# Why, oh why does Blyxa japonica die?



## gnome (Jan 27, 2004)

I'm considering trying Blyxa japonica again, but I should probably figure out why my first attempt ended in utter failure. I bought some pieces where a few of them had little plantlets attached at the crown. None of the plants had roots but the leaves looked very healthy. Because they didn't have roots, they wouldn't stay put (in Eco-Complete) and every morning I'd find them floating around at the surface. They were getting weaker and soon the snails and shrimp were eating them. After a while, there was simply nothing left of the Blyxa. 

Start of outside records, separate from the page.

//! Loop clock: where playback is inside the current loop cycle, and where
//! its tempo comes from.
//!
//! Both variants read elapsed time from the audio engine's clock. The
//! external variant additionally follows a 24-ppqn sync stream for tempo
//! and transport.

use serde::Deserialize;
use tracing::debug;

use crate::config::{DEFAULT_BPM, loop_duration};

/// Sync ticks per quarter note.
pub const TICKS_PER_BEAT: u32 = 24;
/// Accepted tick spacing in milliseconds, exclusive on both ends.
pub const MIN_TICK_INTERVAL: f64 = 5.0;
pub const MAX_TICK_INTERVAL: f64 = 100.0;
/// Tempo range reported to the session, exclusive on both ends.
pub const MIN_SYNC_BPM: f64 = 30.0;
pub const MAX_SYNC_BPM: f64 = 300.0;
/// Weight of the running average in the tempo smoother.
const SMOOTHING: f64 = 0.98;

/// What a clock reports from a poll.
#[derive(Debug, Clone, Copy, PartialEq)]
pub enum ClockEvent {
    /// The sync source started or continued playback.
    Start,
    Stop,
    BpmChange(f64),
    /// A new cycle began at `loop_start`.
    LoopWrap { loop_start: f64 },
}

/// Already-decoded messages of an external sync source. Timestamps are in
/// milliseconds on the source's clock.
#[derive(Debug, Clone, Copy, PartialEq, Deserialize)]
#[serde(tag = "type", rename_all = "lowercase")]
pub enum SyncMessage {
    Tick { timestamp: f64 },
    Start,
    Continue,
    Stop,
}

// ── Loop position ───────────────────────────────────────────

#[derive(Debug, Clone, PartialEq)]
pub struct LoopClock {
    loop_start: f64,
    bpm: f64,
    playing: bool,
}

impl LoopClock {
    pub fn new(bpm: f64) -> Self {
        LoopClock {
            loop_start: 0.0,
            bpm,
            playing: false,
        }
    }

    pub fn start(&mut self, at: f64) {
        self.loop_start = at;
        self.playing = true;
    }

    pub fn stop(&mut self) {
        self.playing = false;
    }

    pub fn is_playing(&self) -> bool {
        self.playing
    }

    pub fn loop_start(&self) -> f64 {
        self.loop_start
    }

    pub fn bpm(&self) -> f64 {
        self.bpm
    }

    pub fn set_bpm(&mut self, bpm: f64) {
        self.bpm = bpm;
    }

    pub fn loop_duration(&self) -> f64 {
        loop_duration(self.bpm)
    }

    /// Seconds since the current cycle began. Negative before a delayed start.
    pub fn position(&self, now: f64) -> f64 {
        if self.playing { now - self.loop_start } else { 0.0 }
    }

    /// Context time at which the current cycle ends.
    pub fn next_loop_start(&self) -> f64 {
        self.loop_start + self.loop_duration()
    }

    /// Advance to the cycle containing `now`, skipping whole cycles missed
    /// while the host was not polling.
    fn wrap(&mut self, now: f64) -> Option<ClockEvent> {
        let duration = self.loop_duration();
        let elapsed = self.position(now);
        if !self.playing || elapsed < duration {
            return None;
        }
        let cycles = (elapsed / duration).floor();
        if cycles > 1.0 {
            debug!(skipped = cycles - 1.0, "clock caught up after a stall");
        }
        self.loop_start += cycles * duration;
        Some(ClockEvent::LoopWrap {
            loop_start: self.loop_start,
        })
    }
}

impl Default for LoopClock {
    fn default() -> Self {
        Self::new(DEFAULT_BPM)
    }
}

/// A source of loop position, tempo and transport.
pub trait ClockSource: Send {
    fn loop_clock(&self) -> &LoopClock;

    fn loop_clock_mut(&mut self) -> &mut LoopClock;

    /// Called on every driver tick with the audio clock's time.
    fn poll(&mut self, now: f64) -> Vec<ClockEvent>;

    fn is_external(&self) -> bool {
        false
    }

    /// Feed one sync message. Sources without an external input ignore it.
    fn handle(&mut self, _message: SyncMessage) {}

    fn position(&self, now: f64) -> f64 {
        self.loop_clock().position(now)
    }

    fn loop_duration(&self) -> f64 {
        self.loop_clock().loop_duration()
    }

    fn is_playing(&self) -> bool {
        self.loop_clock().is_playing()
    }
}

// ── Internal ────────────────────────────────────────────────

/// Tempo set by the pattern; loop position from the audio clock.
#[derive(Debug, Clone, Default)]
pub struct InternalClock {
    clock: LoopClock,
}

impl InternalClock {
    pub fn new(clock: LoopClock) -> Self {
        InternalClock { clock }
    }
}

impl ClockSource for InternalClock {
    fn loop_clock(&self) -> &LoopClock {
        &self.clock
    }

    fn loop_clock_mut(&mut self) -> &mut LoopClock {
        &mut self.clock
    }

    fn poll(&mut self, now: f64) -> Vec<ClockEvent> {
        self.clock.wrap(now).into_iter().collect()
    }
}

// ── External ────────────────────────────────────────────────

/// Smoothed tempo estimate from a 24-ppqn tick stream.
#[derive(Debug, Clone, Default, PartialEq)]
pub struct TempoTracker {
    last_tick: Option<f64>,
    smoothed: Option<f64>,
    accepted: u32,
}

impl TempoTracker {
    pub fn new() -> Self {
        Self::default()
    }

    pub fn smoothed(&self) -> Option<f64> {
        self.smoothed
    }

    /// Forget every sample, as on a start or continue.
    pub fn reset(&mut self) {
        *self = Self::default();
    }

    /// Feed one tick. Returns the smoothed tempo once per quarter note of
    /// accepted ticks, when it lies in the reportable range.
    pub fn tick(&mut self, timestamp: f64) -> Option<f64> {
        let previous = self.last_tick.replace(timestamp)?;
        let interval = timestamp - previous;
        if interval <= MIN_TICK_INTERVAL || interval >= MAX_TICK_INTERVAL {
            debug!(interval, "sync tick rejected");
            return None;
        }

        let instant = 60_000.0 / (interval * TICKS_PER_BEAT as f64);
        let smoothed = match self.smoothed {
            Some(s) => s * SMOOTHING + instant * (1.0 - SMOOTHING),
            None => instant,
        };
        self.smoothed = Some(smoothed);

        self.accepted += 1;
        if self.accepted < TICKS_PER_BEAT {
            return None;
        }
        self.accepted = 0;
        (smoothed > MIN_SYNC_BPM && smoothed < MAX_SYNC_BPM).then_some(smoothed)
    }
}

/// Tempo and transport follow an external sync source.
#[derive(Debug, Clone, Default)]
pub struct ExternalClock {
    clock: LoopClock,
    tracker: TempoTracker,
    pending: Vec<ClockEvent>,
}

impl ExternalClock {
    pub fn new(clock: LoopClock) -> Self {
        ExternalClock {
            clock,
            tracker: TempoTracker::new(),
            pending: Vec::new(),
        }
    }

    pub fn tracker(&self) -> &TempoTracker {
        &self.tracker
    }
}

impl ClockSource for ExternalClock {
    fn loop_clock(&self) -> &LoopClock {
        &self.clock
    }

    fn loop_clock_mut(&mut self) -> &mut LoopClock {
        &mut self.clock
    }

    fn poll(&mut self, now: f64) -> Vec<ClockEvent> {
        let mut events = std::mem::take(&mut self.pending);
        events.extend(self.clock.wrap(now));
        events
    }

    fn is_external(&self) -> bool {
        true
    }

    fn handle(&mut self, message: SyncMessage) {
        match message {
            SyncMessage::Tick { timestamp } => {
                // The loop length follows at the next cycle boundary.
                if let Some(bpm) = self.tracker.tick(timestamp) {
                    debug!(bpm, "external tempo");
                    self.pending.push(ClockEvent::BpmChange(bpm));
                }
            }
            SyncMessage::Start | SyncMessage::Continue => {
                self.tracker.reset();
                self.pending.push(ClockEvent::Start);
            }
            SyncMessage::Stop => self.pending.push(ClockEvent::Stop),
        }
    }
}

This time I would like to put them in a smaller tank with weaker light and Flourite. I'm better about fertilizing, now, if that may have been the problem... Is this just a difficult species, or did I have a bad bunch? If there's no chance of them surviving in my 2.5-gallon tank with 8W fluorescent light, DIY CO2 and Flourite, I'd like to know. I do fertilize daily in moderate amounts. If anybody needs numbers, I'll come back with them. 

-Naomi


----------



## JLudwig (Feb 16, 2004)

gnome said:


> I'm considering trying Blyxa japonica again, but I should probably figure out why my first attempt ended in utter failure. I bought some pieces where a few of them had little plantlets attached at the crown. None of the plants had roots but the leaves looked very healthy. Because they didn't have roots, they wouldn't stay put (in Eco-Complete) and every morning I'd find them floating around at the surface. They were getting weaker and soon the snails and shrimp were eating them. After a while, there was simply nothing left of the Blyxa.


Okay, first of all, its difficult IME... Attempt one, which failed... bought from aquarium center, planted in Flourite, daily trace dosing with a Flourish Root tab under it... did great for two months, went transparent and died after that...

Second attempt, which is working great so far, Eco-Complete with Ferti-plant under it plus a little peat, _deep substrate 3.5"_... very bright lighting, 2x36W PCF on a 15 gallon.. I think its iron availability with this one... root tabs plus a deep substrate with some organic matter to make more iron available to roots, also dose daily and dose a lot (10ml TMG, 10ml Flourish iron per week dosed daily, about it up it some more). You can easily grow the root outs, grab the crown with tweezers, plant very deep, then pull up on it until only 1/2"-1/4" of crown is buried. It will die long term if left like this but for a week or two it should be okay.. gradually pull up on it a little each week until the entire crown is exposed you should have a root system by this point. Did that make sense?

Every bunch I've had the old growth died off, I think its grown emersed...

HTH,
Jeff


----------



## Steve Pituch (Jan 25, 2004)

Hi all,
If you haven't checked , Kasselmann says it needs absolutely soft, acid water with a low conductance. Tropica says that it probably demands soft water and CO2.

Good luck,
Steve Pituch


----------



## tsunami (Jan 24, 2004)

I would take Kasselmann's growing recommendations with a grain of salt. She mentioned that Blyxa aubertii is an annual and must be propagated every year by seed...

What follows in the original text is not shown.